Recognition of initial expected losses

The IASB and FASB continued their deliberations on impairment recognition for financial instruments focusing on the method over which to recognise initial estimates of expected losses.

The meeting began by both Boards re-emphasising the objectives of their impairment models as contained within their respective exposure drafts. The IASB staff stated that their objective focused on the measurement of amortised cost and providing information about the effective return of an asset including an expectation of credit losses. So while earlier recognition of credit losses as compared to existing IFRS was a part of the objective, it was not the sole objective. The FASB staff stated that their objective focused on the sufficiency of the allowance reserve covering expected credit losses.

The Boards then began a discussion of the respective feedback they have received from financial statement users. The FASB staff mentioned they talked to over 100 different investor groups and that they generally wanted the recorded allowance to cover the expected losses over at least the near future (2-3 years), lessen the procyclical effect of overreserving during downward economic cycles and did not support an integrated effective interest rate for either presentation or recognition purposes. The IASB staff said that based on their user outreach, which included a meeting last week with the Analyst Representative Group, users appreciated having the information necessary to calculate the net interest margin and liked the disclosure packages contained within the IASB exposure draft, in particular the loss triangle information which provided trend information resulting from vintage tracking. One IASB Board member mentioned that the Analyst Representative Group was generally supportive of allocation recognition and that the ITAC representative (FASB standing analyst committee) was the only one of the group that preferred immediate recognition.

The Boards then began discussing the various models to consider including allocation over the life recognition (IASB ED approach), the immediate recognition (FASB ED), the allocation over the expected loss period which was first discussed at Wednesday's meeting and a fourth alternative mentioned by the Acting Chair of the FASB of recognising the losses expected over the near term immediately (e.g., using a three year rolling expected loss approach).

Similar to the discussion on Wednesday, the Boards generally supported their respective models and raised concerns with the model proposed by the other Board.

FASB Board members were primarily concerned that under the IASB model there would not be sufficient reserves provided for at the time the loss is incurred as a result of the allocation over the life of the loan and that it would result in procyclicality during economic downturns. Additionally, they felt the complexity added from an allocation approach was generally unnecessary as for many asset classes the average life of the loan is between 24 and 36 months so that the accounting differences between immediate recognition and allocation of expected losses was not significantly different from an income statement perspective.

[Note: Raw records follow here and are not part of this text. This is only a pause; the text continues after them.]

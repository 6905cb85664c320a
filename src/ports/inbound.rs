//! Inbound port. Raw event feed the update source pulls from.

use crate::domain::{DomainError, Update, UpdateId};
use std::time::Duration;

/// One fetch from a feed.
#[derive(Debug, Default, Clone)]
pub struct FeedBatch {
    pub updates: Vec<Update>,
    /// Highest id the feed consumed, including updates it could not map (no chat, unknown kind).
    /// Those ids count as acknowledged so the watermark can move past them.
    pub highest_seen: Option<UpdateId>,
}

impl FeedBatch {
    pub fn new(updates: Vec<Update>) -> Self {
        let highest_seen = updates.iter().map(|u| u.update_id).max();
        Self {
            updates,
            highest_seen,
        }
    }
}

/// Connectivity-specific feed (long-poll endpoint, webhook sink).
///
/// May return duplicates, ids below `offset`, or ids out of order; the update source dedups.
/// A feed may treat `offset` as confirmation of every lower id; the update source only
/// passes an offset once everything below it is acknowledged.
#[async_trait::async_trait]
pub trait UpdateFeed: Send + Sync {
    /// Validate credentials / reach the platform once before RUNNING.
    async fn connect(&self) -> Result<(), DomainError> {
        Ok(())
    }

    /// Fetch the next updates with id >= `offset` (None = from wherever the feed is).
    /// Waits at most `wait` for new events.
    async fn fetch(&self, offset: Option<UpdateId>, wait: Duration) -> Result<FeedBatch, DomainError>;
}
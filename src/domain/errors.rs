//! Domain errors. Used by ports and use cases.
//!
//! Adapters map infrastructure errors into these. Each layer classifies at its
//! own boundary; only fatal errors (`Auth`, `Config`) cross the engine upward.

use std::time::Duration;
use thiserror::Error;

#[derive(Error, Debug, Clone, PartialEq)]
pub enum DomainError {
    /// Connectivity failure, timeout or remote 5xx. Retried with backoff.
    #[error("Transport error: {0}")]
    Transport(String),

    /// Remote asked us to slow down; retry after the given duration.
    #[error("Rate limited: retry after {retry_after:?}")]
    RateLimited { retry_after: Duration },

    /// Credentials rejected. Fatal: the engine transitions to FAILED.
    #[error("Authentication failed: {0}")]
    Auth(String),

    /// Invalid startup configuration. Fatal.
    #[error("Configuration error: {0}")]
    Config(String),

    /// Remote rejected the request for good (bad request, forbidden).
    #[error("Remote rejected request: {0}")]
    Remote(String),

    #[error("Storage error: {0}")]
    Storage(String),

    #[error("Assistant error: {0}")]
    Assistant(String),

    /// Operation abandoned because shutdown was requested.
    #[error("Cancelled")]
    Cancelled,
}

impl DomainError {
    /// Class (a): worth retrying with backoff.
    pub fn is_transient(&self) -> bool {
        matches!(
            self,
            DomainError::Transport(_) | DomainError::RateLimited { .. }
        )
    }

    /// Class (d): unrecoverable, halts the engine.
    pub fn is_fatal(&self) -> bool {
        matches!(self, DomainError::Auth(_) | DomainError::Config(_))
    }
}

/// Error returned by a handler.
#[derive(Error, Debug)]
pub enum HandlerError {
    /// Expected failure in the handler's own domain (invalid input it cannot recover from, etc.).
    #[error("{0}")]
    Domain(String),

    /// A port the handler called failed.
    #[error(transparent)]
    Port(#[from] DomainError),

    /// Anything the handler did not classify. Treated as a programming defect.
    #[error("unexpected: {0}")]
    Unexpected(String),
}

impl HandlerError {
    pub fn is_defect(&self) -> bool {
        matches!(self, HandlerError::Unexpected(_))
    }
}

#[cfg(test)]
mod tests {
    use super::*;

    #[test]
    fn test_classification() {
        assert!(DomainError::Transport("reset".into()).is_transient());
        assert!(
            DomainError::RateLimited {
                retry_after: Duration::from_secs(1)
            }
            .is_transient()
        );
        assert!(DomainError::Auth("401".into()).is_fatal());
        assert!(!DomainError::Remote("400".into()).is_transient());
        assert!(!DomainError::Remote("400".into()).is_fatal());
    }

    #[test]
    fn test_handler_error_defect() {
        assert!(HandlerError::Unexpected("boom".into()).is_defect());
        assert!(!HandlerError::Domain("nope".into()).is_defect());
        assert!(!HandlerError::from(DomainError::Storage("x".into())).is_defect());
    }
}
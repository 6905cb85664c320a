//! Exponential backoff with an upper cap and optional full jitter.

use rand::Rng;
use std::time::Duration;

/// `delay(n) = min(cap, base * 2^n)`. `n` is the zero-based retry number.
#[derive(Debug, Clone, Copy, PartialEq, Eq)]
pub struct Backoff {
    pub base: Duration,
    pub cap: Duration,
}

impl Backoff {
    pub const fn new(base: Duration, cap: Duration) -> Self {
        Self { base, cap }
    }

    /// Update source reconnects: base 1s, cap 60s.
    pub const fn reconnect() -> Self {
        Self::new(Duration::from_secs(1), Duration::from_secs(60))
    }

    /// Outbound delivery retries: base 500ms, cap 30s.
    pub const fn delivery() -> Self {
        Self::new(Duration::from_millis(500), Duration::from_secs(30))
    }

    pub fn delay(&self, retry: u32) -> Duration {
        // 2^31 * base overflows long before; saturate the shift.
        let factor = 1u32.checked_shl(retry.min(31)).unwrap_or(u32::MAX);
        self.base
            .checked_mul(factor)
            .map_or(self.cap, |d| d.min(self.cap))
    }

    /// Full jitter: uniform in `[0, delay(retry)]`.
    pub fn jittered(&self, retry: u32) -> Duration {
        let max = self.delay(retry);
        if max.is_zero() {
            return max;
        }
        let millis = rand::thread_rng().gen_range(0..=max.as_millis() as u64);
        Duration::from_millis(millis)
    }
}

#[cfg(test)]
mod tests {
    use super::*;

    #[test]
    fn test_delay_doubles_until_cap() {
        let b = Backoff::delivery();
        assert_eq!(b.delay(0), Duration::from_millis(500));
        assert_eq!(b.delay(1), Duration::from_millis(1000));
        assert_eq!(b.delay(3), Duration::from_millis(4000));
        assert_eq!(b.delay(6), Duration::from_secs(30));
        assert_eq!(b.delay(100), Duration::from_secs(30));
    }

    #[test]
    fn test_jitter_within_bounds() {
        let b = Backoff::reconnect();
        for retry in 0..10 {
            let d = b.jittered(retry);
            assert!(d <= b.delay(retry));
            assert!(d <= Duration::from_secs(60));
        }
    }
}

IASB Board members were primarily concerned that an immediate recognition approach would not accurately portray the economics of the lending transactions as their model is fundamentally based on the expected credit losses being a component of the lending decision and that those credit losses are a part of the interest revenue recognition of the loan. IASB Board members also expressed concerns with the fourth alternative raised during the meeting of the immediate recognition of the near term forecast as whatever period is used for the forecast would inevitably be arbitrary.

One IASB Board member stated his support for further consideration of the alternative discussed yesterday of recognising the expected losses over the expected loss period when a loss pattern could be established (e.g., early in the loan life for auto loans). He felt that this approach retained some of the positives aspects of each Board's proposals and this could be a way to reach a common solution and he reiterated the importance of reaching convergence on this issue. Two other IASB Board members agreed with this view and at least three FASB Board members seemed open to further consideration of this approach. However, ten of the IASB Board members held firm on the allocation over the lifetime approach.

The two Boards discussed back testing the four models with actual loan data to better understand the results. However, the IASB Board members mentioned their model had already been tested as part of the Expert Advisory Panel discussions earlier this year. The IASB Chairman referred to the IASB continuing with their development of a second exposure draft, anticipating an issuance in January 2011 and providing the FASB model as an alternative view. However, a FASB Board member mentioned they are still very early on in their own redeliberations and questioned the usefulness of exposing the FASB's approach from the exposure draft as an alternative when it is also under reconsideration.

The two Boards decided to reconvene during their scheduled meeting time for tomorrow and further discuss the plan forward.